The emergence of Gen Z as a market force has complicated this approach. Biologically predisposed to risk – the prefrontal cortex, which modulates impulse, doesn’t fully develop until the mid-twenties – this cohort naturally gravitates toward high leverage and crypto.

ESMA’s solution is to offer more straightforward products like ETFs. It feels like placing a garden salad next to a bucket of extra-crispy fried chicken on a buffet. The salad is objectively better for you, but it doesn't provide the dopamine hit the diner came for.

“As an investor, having a diversified portfolio makes sense, right? Having asset classes that are not perfectly correlated,” Theocharides says. “And for that to happen, you have to give them choices, but, equally important, to improve their level of understanding of the capital markets.”

Still, this might ignore another reason young people gravitate towards riskier instruments: as median income has detached from wealth generation, waiting patiently for the compounding effects of an ETF no longer seems appetising.

The data also suggest a darker outcome.

According to an FM Intelligence Report for Q2 2025, the global retail FX/CFD industry recorded average monthly volumes exceeding US$30 trillion, but most of the action was happening outside the EU or even the UK.

The bulk is coming from Asian markets and other jurisdictions where the regulatory touch is light and offshore entities find a hospitable refuge.

EU rules have, in part, shifted demand toward offshore jurisdictions where safeguards are nonexistent.

So, would it be fair to say that the EU’s intentions to protect investors have had a counterintuitive effect by making them less safe in practice?

Theocharides nods in contemplation, hands wrapped around his chest. “I understand your point, but the expectation of the intervention measures is to limit the ability of European investors to take excessive risks by controlling the leverage they are exposed to, getting more transparency in terms of risks and so on,” he replies.

He points out that third-party entities are strictly forbidden from soliciting European clients. Of course, in the age of Discord and Telegram, solicitation is a fluid concept.
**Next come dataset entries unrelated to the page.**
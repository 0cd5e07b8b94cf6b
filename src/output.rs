//! Optional run artifacts: annotated source images, raw plate crops,
//! conditioned plates and the CSV result table.

use ab_glyph::{ FontVec, PxScale };
use image::{ DynamicImage, Rgb, RgbImage };
use imageproc::drawing;
use tracing::debug;

use std::fs::{ self, File };
use std::io::Write;
use std::path::{ Path, PathBuf };

use crate::error::LprError;
use crate::ResultRecord;

const BOX_COLOR: Rgb<u8> = Rgb([255, 0, 0]);
const LABEL_SCALE: f32 = 24.0;

pub const CSV_HEADER: [&str; 3] = ["Input Image", "Cropped Plate", "Recognized Plate Number"];

/// `{stem}_plate_{n}.png`, `n` counting from 1.
pub fn crop_file_name(stem: &str, region_index: usize) -> String {
    format!("{}_plate_{}.png", stem, region_index + 1)
}

#[derive(Debug, Clone)]
pub struct OutputLayout {
    pub detected: PathBuf,
    pub extracted: PathBuf,
    pub processed: PathBuf,
}

impl OutputLayout {

    pub fn new(root: impl AsRef<Path>) -> Self {
        let root = root.as_ref();
        Self {
            detected: root.join("detected"),
            extracted: root.join("extracted"),
            processed: root.join("processed"),
        }
    }

    /// Create the folders, emptying them first when `clear` is set.
    pub fn prepare(&self, clear: bool) -> Result<(), LprError> {
        for dir in [&self.detected, &self.extracted, &self.processed] {
            if clear && dir.is_dir() {
                for entry in fs::read_dir(dir)? {
                    let path = entry?.path();
                    if path.is_dir() {
                        fs::remove_dir_all(&path)?;
                    } else {
                        fs::remove_file(&path)?;
                    }
                }
            }
            fs::create_dir_all(dir)?;
        }
        Ok(())
    }
}

pub struct ArtifactWriter {
    layout: OutputLayout,
    font: Option<FontVec>,
}

impl ArtifactWriter {

    pub fn new(layout: OutputLayout, font_path: Option<&Path>) -> Result<Self, LprError> {
        let font = match font_path {
            Some(path) => Some(FontVec::try_from_vec(fs::read(path)?)?),
            None => None,
        };
        Ok(Self { layout, font })
    }

    /// Save the raw crop and the conditioned plate of `record` under the same
    /// file name. Regions that could not be cropped write nothing.
    pub fn save_region(&self, stem: &str, img: &DynamicImage, record: &ResultRecord) -> Result<String, LprError> {
        let name = crop_file_name(stem, record.region_index);
        if let Ok(region) = record.bounding_box.crop(img) {
            region.to_rgb8().save(self.layout.extracted.join(&name))?;
        }
        if let Some(conditioned) = &record.conditioned {
            conditioned.image().save(self.layout.processed.join(&name))?;
        }
        debug!(file = %name, "saved plate artifacts");
        Ok(name)
    }

    pub fn save_annotated(&self, stem: &str, img: &DynamicImage, records: &[ResultRecord]) -> Result<PathBuf, LprError> {
        let path = self.layout.detected.join(format!("{}_detected.png", stem));
        annotate(img, records, self.font.as_ref()).save(&path)?;
        Ok(path)
    }
}

/// Red box around every record, with its plate text above the box when a
/// font is available.
pub fn annotate(img: &DynamicImage, records: &[ResultRecord], font: Option<&FontVec>) -> RgbImage {
    let mut canvas = img.to_rgb8();
    for record in records {
        let rect = match record.bounding_box.to_rect() {
            Some(rect) => rect,
            None => continue,
        };
        drawing::draw_hollow_rect_mut(&mut canvas, rect, BOX_COLOR);
        if let Some(font) = font {
            if record.is_recognized() {
                let y = (rect.top() - LABEL_SCALE as i32).max(0);
                drawing::draw_text_mut(&mut canvas, BOX_COLOR, rect.left(), y, PxScale::from(LABEL_SCALE), font, &record.canonical_text);
            }
        }
    }
    canvas
}

/// Result table, one row per record in pipeline order.
pub struct ResultLog<W: Write> {
    writer: csv::Writer<W>,
    rows: usize,
}

impl ResultLog<File> {

    pub fn create(path: impl AsRef<Path>) -> Result<Self, LprError> {
        let path = path.as_ref();
        if let Some(parent) = path.parent() {
            if !parent.as_os_str().is_empty() {
                fs::create_dir_all(parent)?;
            }
        }
        Self::from_writer(File::create(path)?)
    }
}

impl<W: Write> ResultLog<W> {

    pub fn from_writer(inner: W) -> Result<Self, LprError> {
        let mut writer = csv::Writer::from_writer(inner);
        writer.write_record(CSV_HEADER)?;
        Ok(Self { writer, rows: 0 })
    }

    pub fn append(&mut self, source_image: &str, crop_name: &str, text: &str) -> Result<(), LprError> {
        self.writer.write_record([source_image, crop_name, text])?;
        self.rows += 1;
        Ok(())
    }

    pub fn rows(&self) -> usize {
        self.rows
    }

    pub fn finish(self) -> Result<W, LprError> {
        Ok(self.writer.into_inner().map_err(|e| e.into_error())?)
    }
}
use anyhow::Context;
use clap::{ App, Arg };
use tracing::{ info, warn };
use tracing_subscriber::{ layer::SubscriberExt, util::SubscriberInitExt, EnvFilter };

use std::path::PathBuf;
use std::sync::Arc;

use lpr_plates::batch::{ self, BatchRunner };
use lpr_plates::capability::{ Detector, Recognizer };
use lpr_plates::config::Config;
use lpr_plates::error::{ LprError, LprErrorKind };
use lpr_plates::output::ResultLog;
use lpr_plates::RecognitionPipeline;


fn main() -> anyhow::Result<()> {
    tracing_subscriber::registry()
        .with(EnvFilter::try_from_default_env().unwrap_or_else(|_| EnvFilter::new("info")))
        .with(tracing_subscriber::fmt::layer())
        .init();

    let matches = App::new("lpr-plates")
                    .version(env!("CARGO_PKG_VERSION"))
                    .about("Find license plates in images and read their text")
                    .arg(Arg::with_name("INPUT")
                        .help("directory with source images")
                        .index(1))
                    .arg(Arg::with_name("config")
                        .short("c")
                        .long("config")
                        .takes_value(true)
                        .help("JSON configuration file"))
                    .arg(Arg::with_name("output")
                        .short("o")
                        .long("output")
                        .takes_value(true)
                        .help("directory for artifacts and the result table"))
                    .arg(Arg::with_name("detector")
                        .long("detector")
                        .takes_value(true)
                        .help("frozen detector graph"))
                    .arg(Arg::with_name("recognizer")
                        .long("recognizer")
                        .takes_value(true)
                        .help("frozen recognizer graph"))
                    .arg(Arg::with_name("min-area")
                        .long("min-area")
                        .takes_value(true)
                        .help("ignore detections with at most this many pixels"))
                    .arg(Arg::with_name("workers")
                        .long("workers")
                        .takes_value(true)
                        .help("plate regions processed in parallel"))
                    .arg(Arg::with_name("no-artifacts")
                        .long("no-artifacts")
                        .help("only write the result table"))
                    .get_matches();

    let mut config = match matches.value_of("config") {
        Some(path) => Config::from_file(path).with_context(|| format!("loading {}", path))?,
        None => Config::default(),
    };
    if let Some(input) = matches.value_of("INPUT") {
        config.input_dir = PathBuf::from(input);
    }
    if let Some(output) = matches.value_of("output") {
        config.output_dir = PathBuf::from(output);
    }
    if let Some(detector) = matches.value_of("detector") {
        config.detector_model = PathBuf::from(detector);
    }
    if let Some(recognizer) = matches.value_of("recognizer") {
        config.recognizer_model = PathBuf::from(recognizer);
    }
    if let Some(min_area) = matches.value_of("min-area") {
        config.min_area = min_area.parse().context("--min-area must be a whole number")?;
    }
    if let Some(workers) = matches.value_of("workers") {
        config.workers = workers.parse().context("--workers must be a whole number")?;
    }
    if matches.is_present("no-artifacts") {
        config.save_artifacts = false;
    }
    config.validate()?;

    let images = match batch::discover_images(&config.input_dir) {
        Ok(images) => images,
        Err(e) if matches!(e.kind(), LprErrorKind::NoInputFound(_)) => {
            warn!("{}", e);
            return Ok(());
        }
        Err(e) => return Err(e.into()),
    };
    info!(images = images.len(), input = %config.input_dir.display(), "starting");

    let (detector, recognizer) = load_capabilities(&config)?;
    let pipeline = RecognitionPipeline::new(recognizer, &config)?;
    let runner = BatchRunner::new(detector.as_ref(), &pipeline, &config)?;

    let csv_path = config.results_csv_path();
    let mut log = ResultLog::create(&csv_path)?;
    let summary = runner.run(&images, &mut log)?;
    log.finish()?;

    println!("images: {}, skipped: {}, plates: {}, read: {}, results: {}",
        summary.images, summary.skipped_images, summary.regions, summary.recognized, csv_path.display());
    Ok(())
}

#[cfg(feature = "tensorflow")]
fn load_capabilities(config: &Config) -> Result<(Box<dyn Detector>, Arc<dyn Recognizer>), LprError> {
    use lpr_plates::tf::{ TfDetector, TfRecognizer };

    let detector = TfDetector::new(&config.detector_model, config)?;
    let recognizer = TfRecognizer::new(&config.recognizer_model, config)?;
    Ok((Box::new(detector), Arc::new(recognizer)))
}

#[cfg(not(feature = "tensorflow"))]
fn load_capabilities(config: &Config) -> Result<(Box<dyn Detector>, Arc<dyn Recognizer>), LprError> {
    Err(LprErrorKind::DetectorUnavailable {
        path: config.detector_model.clone(),
        reason: "no model backend compiled in, rebuild with `--features tensorflow`".to_string(),
    }.into())
}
“I’m not saying it’s perfect. There are difficulties,” he says. “But the message is clear: be careful, because if we find out that you are attempting to do this, we will take drastic measures that will not be in your interest.”

CySEC Will Not Ban Ads

The CFD sector has an undeniable image problem, a legacy of the aggressive churn-and-burn marketing of a decade ago.

For Theocharides, it is this legacy that has led some jurisdictions, such as Spain, to impose outright bans on CFD advertising a few years ago.

Nonetheless, he is adamant that CySEC will not follow Spain’s lead. “That’s not something on CySEC’s agenda,” he says categorically.

However, he remains unmoved by the economic argument for leniency. His earlier blunt reminder that CySEC is not a job-creation agency is a signal to the brokers in Limassol: compliance is the only currency that matters in Nicosia.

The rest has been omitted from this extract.